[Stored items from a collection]
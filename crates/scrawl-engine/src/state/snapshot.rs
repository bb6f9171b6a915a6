use crate::coords::{ColorRgba, Mat3x2, Rect};

use super::{
    BlendState, MAX_SAMPLER_SLOTS, RasterizerState, SamplerState, ShaderStage, StageShader,
};

/// Value snapshot of every piece of render state a draw depends on.
///
/// Snapshots are compared field-by-field: the command stream stores one
/// snapshot per distinct state run, and the flusher re-binds only the fields
/// that differ from the previously applied snapshot.
#[derive(Debug, Copy, Clone, PartialEq)]
pub struct StateSnapshot {
    pub blend: BlendState,
    pub rasterizer: RasterizerState,
    /// Indexed by `[ShaderStage::index()][slot]`.
    pub samplers: [[SamplerState; MAX_SAMPLER_SLOTS]; ShaderStage::COUNT],
    pub custom_vs: StageShader,
    pub custom_ps: StageShader,
    pub local: Mat3x2,
    pub camera: Mat3x2,
    pub color_mul: ColorRgba,
    pub color_add: ColorRgba,
    /// Scissor rect in logical pixels; `None` = full viewport.
    pub scissor: Option<Rect>,
}

impl Default for StateSnapshot {
    fn default() -> Self {
        Self {
            blend: BlendState::default(),
            rasterizer: RasterizerState::default(),
            samplers: [[SamplerState::default(); MAX_SAMPLER_SLOTS]; ShaderStage::COUNT],
            custom_vs: StageShader::Standard,
            custom_ps: StageShader::Standard,
            local: Mat3x2::IDENTITY,
            camera: Mat3x2::IDENTITY,
            color_mul: ColorRgba::white(),
            color_add: ColorRgba::transparent(),
            scissor: None,
        }
    }
}
//! The command manager: the engine's public drawing surface.
//!
//! [`Renderer2D`] ties the pieces together: shape calls tessellate into a
//! scratch buffer, land in the batch pool, and record draw entries tagged
//! with the pending state; `flush()` replays the stream once against a
//! backend sink, diffing snapshots so only changed state is re-bound.

mod config;
mod error;
mod renderer;

pub use config::EngineConfig;
pub use error::RenderError;
pub use renderer::{FlushStats, Renderer2D};
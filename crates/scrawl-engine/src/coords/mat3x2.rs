use core::ops::Mul;

use super::Vec2;

/// 2D affine transform (3x2 matrix, row-vector convention).
///
/// A point transforms as `[x y 1] * M`:
///
/// ```text
/// x' = x*a + y*c + tx
/// y' = x*b + y*d + ty
/// ```
///
/// `A * B` composes "apply A, then B", so `local * camera` is the full
/// local-to-screen transform.
#[derive(Debug, Copy, Clone, PartialEq)]
pub struct Mat3x2 {
    pub a: f32,
    pub b: f32,
    pub c: f32,
    pub d: f32,
    pub tx: f32,
    pub ty: f32,
}

impl Mat3x2 {
    pub const IDENTITY: Mat3x2 = Mat3x2 {
        a: 1.0,
        b: 0.0,
        c: 0.0,
        d: 1.0,
        tx: 0.0,
        ty: 0.0,
    };

    #[inline]
    pub const fn translation(tx: f32, ty: f32) -> Self {
        Mat3x2 { tx, ty, ..Self::IDENTITY }
    }

    #[inline]
    pub const fn scaling(sx: f32, sy: f32) -> Self {
        Mat3x2 { a: sx, d: sy, ..Self::IDENTITY }
    }

    /// Rotation by `angle` radians, clockwise on screen (+Y down).
    #[inline]
    pub fn rotation(angle: f32) -> Self {
        let (sin, cos) = angle.sin_cos();
        Mat3x2 {
            a: cos,
            b: sin,
            c: -sin,
            d: cos,
            tx: 0.0,
            ty: 0.0,
        }
    }

    #[inline]
    pub fn transform_point(&self, p: Vec2) -> Vec2 {
        Vec2::new(
            p.x * self.a + p.y * self.c + self.tx,
            p.x * self.b + p.y * self.d + self.ty,
        )
    }

    /// Largest singular value of the 2x2 linear part.
    ///
    /// This is the worst-case length scaling the transform applies to any
    /// direction; adaptive tessellation sizes screen-space detail with it.
    pub fn max_scale_factor(&self) -> f32 {
        let e = (self.a + self.d) * 0.5;
        let f = (self.a - self.d) * 0.5;
        let g = (self.c + self.b) * 0.5;
        let h = (self.c - self.b) * 0.5;
        (e * e + h * h).sqrt() + (f * f + g * g).sqrt()
    }
}

impl Default for Mat3x2 {
    #[inline]
    fn default() -> Self {
        Self::IDENTITY
    }
}

impl Mul for Mat3x2 {
    type Output = Mat3x2;

    fn mul(self, rhs: Mat3x2) -> Mat3x2 {
        Mat3x2 {
            a: self.a * rhs.a + self.b * rhs.c,
            b: self.a * rhs.b + self.b * rhs.d,
            c: self.c * rhs.a + self.d * rhs.c,
            d: self.c * rhs.b + self.d * rhs.d,
            tx: self.tx * rhs.a + self.ty * rhs.c + rhs.tx,
            ty: self.tx * rhs.b + self.ty * rhs.d + rhs.ty,
        }
    }
}

#[cfg(test)]
mod tests {
    use super::*;

    fn close(a: f32, b: f32) -> bool {
        (a - b).abs() < 1e-5
    }

    // ── transform_point ───────────────────────────────────────────────────

    #[test]
    fn identity_leaves_points_unchanged() {
        let p = Vec2::new(3.0, -4.0);
        assert_eq!(Mat3x2::IDENTITY.transform_point(p), p);
    }

    #[test]
    fn translation_offsets_points() {
        let m = Mat3x2::translation(10.0, 20.0);
        assert_eq!(m.transform_point(Vec2::new(1.0, 2.0)), Vec2::new(11.0, 22.0));
    }

    #[test]
    fn scaling_multiplies_components() {
        let m = Mat3x2::scaling(2.0, 3.0);
        assert_eq!(m.transform_point(Vec2::new(1.0, 1.0)), Vec2::new(2.0, 3.0));
    }

    #[test]
    fn rotation_quarter_turn_is_clockwise_on_screen() {
        let m = Mat3x2::rotation(core::f32::consts::FRAC_PI_2);
        let p = m.transform_point(Vec2::new(1.0, 0.0));
        assert!(close(p.x, 0.0) && close(p.y, 1.0));
    }

    // ── composition ───────────────────────────────────────────────────────

    #[test]
    fn mul_applies_left_then_right() {
        let m = Mat3x2::scaling(2.0, 2.0) * Mat3x2::translation(5.0, 0.0);
        // Scale first, translate second: (1,0) -> (2,0) -> (7,0).
        assert_eq!(m.transform_point(Vec2::new(1.0, 0.0)), Vec2::new(7.0, 0.0));
    }

    // ── max_scale_factor ──────────────────────────────────────────────────

    #[test]
    fn max_scale_of_identity_is_one() {
        assert!(close(Mat3x2::IDENTITY.max_scale_factor(), 1.0));
    }

    #[test]
    fn max_scale_of_nonuniform_scaling_is_larger_axis() {
        assert!(close(Mat3x2::scaling(2.0, 5.0).max_scale_factor(), 5.0));
    }

    #[test]
    fn max_scale_is_rotation_invariant() {
        let m = Mat3x2::scaling(3.0, 1.0) * Mat3x2::rotation(0.7);
        assert!(close(m.max_scale_factor(), 3.0));
    }

    #[test]
    fn translation_does_not_affect_max_scale() {
        assert!(close(Mat3x2::translation(100.0, -50.0).max_scale_factor(), 1.0));
    }
}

TASK DETAILS
Word for word, transcribe all of the records.

TASK SOLUTION
filename crates/scrawl-engine/src/state/snapshot.rs
repository bb6f9171b6a915a6
use crate::coords::{ColorRgba, Mat3x2, Rect};

use super::{
    BlendState, MAX_SAMPLER_SLOTS, RasterizerState, SamplerState, ShaderStage, StageShader,
};

/// Value snapshot of every piece of render state a draw depends on.
///
/// Snapshots are compared field-by-field: the command stream stores one
/// snapshot per distinct state run, and the flusher re-binds only the fields
/// that differ from the previously applied snapshot.
#[derive(Debug, Copy, Clone, PartialEq)]
pub struct StateSnapshot {
    pub blend: BlendState,
    pub rasterizer: RasterizerState,
    /// Indexed by `[ShaderStage::index()][slot]`.
    pub samplers: [[SamplerState; MAX_SAMPLER_SLOTS]; ShaderStage::COUNT],
    pub custom_vs: StageShader,
    pub custom_ps: StageShader,
    pub local: Mat3x2,
    pub camera: Mat3x2,
    pub color_mul: ColorRgba,
    pub color_add: ColorRgba,
    /// Scissor rect in logical pixels; `None` = full viewport.
    pub scissor: Option<Rect>,
}

impl Default for StateSnapshot {
    fn default() -> Self {
        Self {
            blend: BlendState::default(),
            rasterizer: RasterizerState::default(),
            samplers: [[SamplerState::default(); MAX_SAMPLER_SLOTS]; ShaderStage::COUNT],
            custom_vs: StageShader::Standard,
            custom_ps: StageShader::Standard,
            local: Mat3x2::IDENTITY,
            camera: Mat3x2::IDENTITY,
            color_mul: ColorRgba::white(),
            color_add: ColorRgba::transparent(),
            scissor: None,
        }
    }
}
//! The command manager: the engine's public drawing surface.
//!
//! [`Renderer2D`] ties the pieces together: shape calls tessellate into a
//! scratch buffer, land in the batch pool, and record draw entries tagged
//! with the pending state; `flush()` replays the stream once against a
//! backend sink, diffing snapshots so only changed state is re-bound.

mod config;
mod error;
mod renderer;

pub use config::EngineConfig;
pub use error::RenderError;
pub use renderer::{FlushStats, Renderer2D};
filename crates/scrawl-engine/src/coords/mat3x2.rs
use core::ops::Mul;

use super::Vec2;

/// 2D affine transform (3x2 matrix, row-vector convention).
///
/// A point transforms as `[x y 1] * M`:
///
/// ```text
/// x' = x*a + y*c + tx
/// y' = x*b + y*d + ty
/// ```
///
/// `A * B` composes "apply A, then B", so `local * camera` is the full
/// local-to-screen transform.
#[derive(Debug, Copy, Clone, PartialEq)]
pub struct Mat3x2 {
    pub a: f32,
    pub b: f32,
    pub c: f32,
    pub d: f32,
    pub tx: f32,
    pub ty: f32,
}

impl Mat3x2 {
    pub const IDENTITY: Mat3x2 = Mat3x2 {
        a: 1.0,
        b: 0.0,
        c: 0.0,
        d: 1.0,
        tx: 0.0,
        ty: 0.0,
    };

    #[inline]
    pub const fn translation(tx: f32, ty: f32) -> Self {
        Mat3x2 { tx, ty, ..Self::IDENTITY }
    }

    #[inline]
    pub const fn scaling(sx: f32, sy: f32) -> Self {
        Mat3x2 { a: sx, d: sy, ..Self::IDENTITY }
    }

    /// Rotation by `angle` radians, clockwise on screen (+Y down).
    #[inline]
    pub fn rotation(angle: f32) -> Self {
        let (sin, cos) = angle.sin_cos();
        Mat3x2 {
            a: cos,
            b: sin,
            c: -sin,
            d: cos,
            tx: 0.0,
            ty: 0.0,
        }
    }

    #[inline]
    pub fn transform_point(&self, p: Vec2) -> Vec2 {
        Vec2::new(
            p.x * self.a + p.y * self.c + self.tx,
            p.x * self.b + p.y * self.d + self.ty,
        )
    }

    /// Largest singular value of the 2x2 linear part.
    ///
    /// This is the worst-case length scaling the transform applies to any
    /// direction; adaptive tessellation sizes screen-space detail with it.
    pub fn max_scale_factor(&self) -> f32 {
        let e = (self.a + self.d) * 0.5;
        let f = (self.a - self.d) * 0.5;
        let g = (self.c + self.b) * 0.5;
        let h = (self.c - self.b) * 0.5;
        (e * e + h * h).sqrt() + (f * f + g * g).sqrt()
    }
}

impl Default for Mat3x2 {
    #[inline]
    fn default() -> Self {
        Self::IDENTITY
    }
}

impl Mul for Mat3x2 {
    type Output = Mat3x2;

    fn mul(self, rhs: Mat3x2) -> Mat3x2 {
        Mat3x2 {
            a: self.a * rhs.a + self.b * rhs.c,
            b: self.a * rhs.b + self.b * rhs.d,
            c: self.c * rhs.a + self.d * rhs.c,
            d: self.c * rhs.b + self.d * rhs.d,
            tx: self.tx * rhs.a + self.ty * rhs.c + rhs.tx,
            ty: self.tx * rhs.b + self.ty * rhs.d + rhs.ty,
        }
    }
}

#[cfg(test)]
mod tests {
    use super::*;

    fn close(a: f32, b: f32) -> bool {
        (a - b).abs() < 1e-5
    }

    // ── transform_point ───────────────────────────────────────────────────

    #[test]
    fn identity_leaves_points_unchanged() {
        let p = Vec2::new(3.0, -4.0);
        assert_eq!(Mat3x2::IDENTITY.transform_point(p), p);
    }

    #[test]
    fn translation_offsets_points() {
        let m = Mat3x2::translation(10.0, 20.0);
        assert_eq!(m.transform_point(Vec2::new(1.0, 2.0)), Vec2::new(11.0, 22.0));
    }

    #[test]
    fn scaling_multiplies_components() {
        let m = Mat3x2::scaling(2.0, 3.0);
        assert_eq!(m.transform_point(Vec2::new(1.0, 1.0)), Vec2::new(2.0, 3.0));
    }

    #[test]
    fn rotation_quarter_turn_is_clockwise_on_screen() {
        let m = Mat3x2::rotation(core::f32::consts::FRAC_PI_2);
        let p = m.transform_point(Vec2::new(1.0, 0.0));
        assert!(close(p.x, 0.0) && close(p.y, 1.0));
    }

    // ── composition ───────────────────────────────────────────────────────

    #[test]
    fn mul_applies_left_then_right() {
        let m = Mat3x2::scaling(2.0, 2.0) * Mat3x2::translation(5.0, 0.0);
        // Scale first, translate second: (1,0) -> (2,0) -> (7,0).
        assert_eq!(m.transform_point(Vec2::new(1.0, 0.0)), Vec2::new(7.0, 0.0));
    }

    // ── max_scale_factor ──────────────────────────────────────────────────

    #[test]
    fn max_scale_of_identity_is_one() {
        assert!(close(Mat3x2::IDENTITY.max_scale_factor(), 1.0));
    }

    #[test]
    fn max_scale_of_nonuniform_scaling_is_larger_axis() {
        assert!(close(Mat3x2::scaling(2.0, 5.0).max_scale_factor(), 5.0));
    }

    #[test]
    fn max_scale_is_rotation_invariant() {
        let m = Mat3x2::scaling(3.0, 1.0) * Mat3x2::rotation(0.7);
        assert!(close(m.max_scale_factor(), 3.0));
    }

    #[test]
    fn translation_does_not_affect_max_scale() {
        assert!(close(Mat3x2::translation(100.0, -50.0).max_scale_factor(), 1.0));
    }
}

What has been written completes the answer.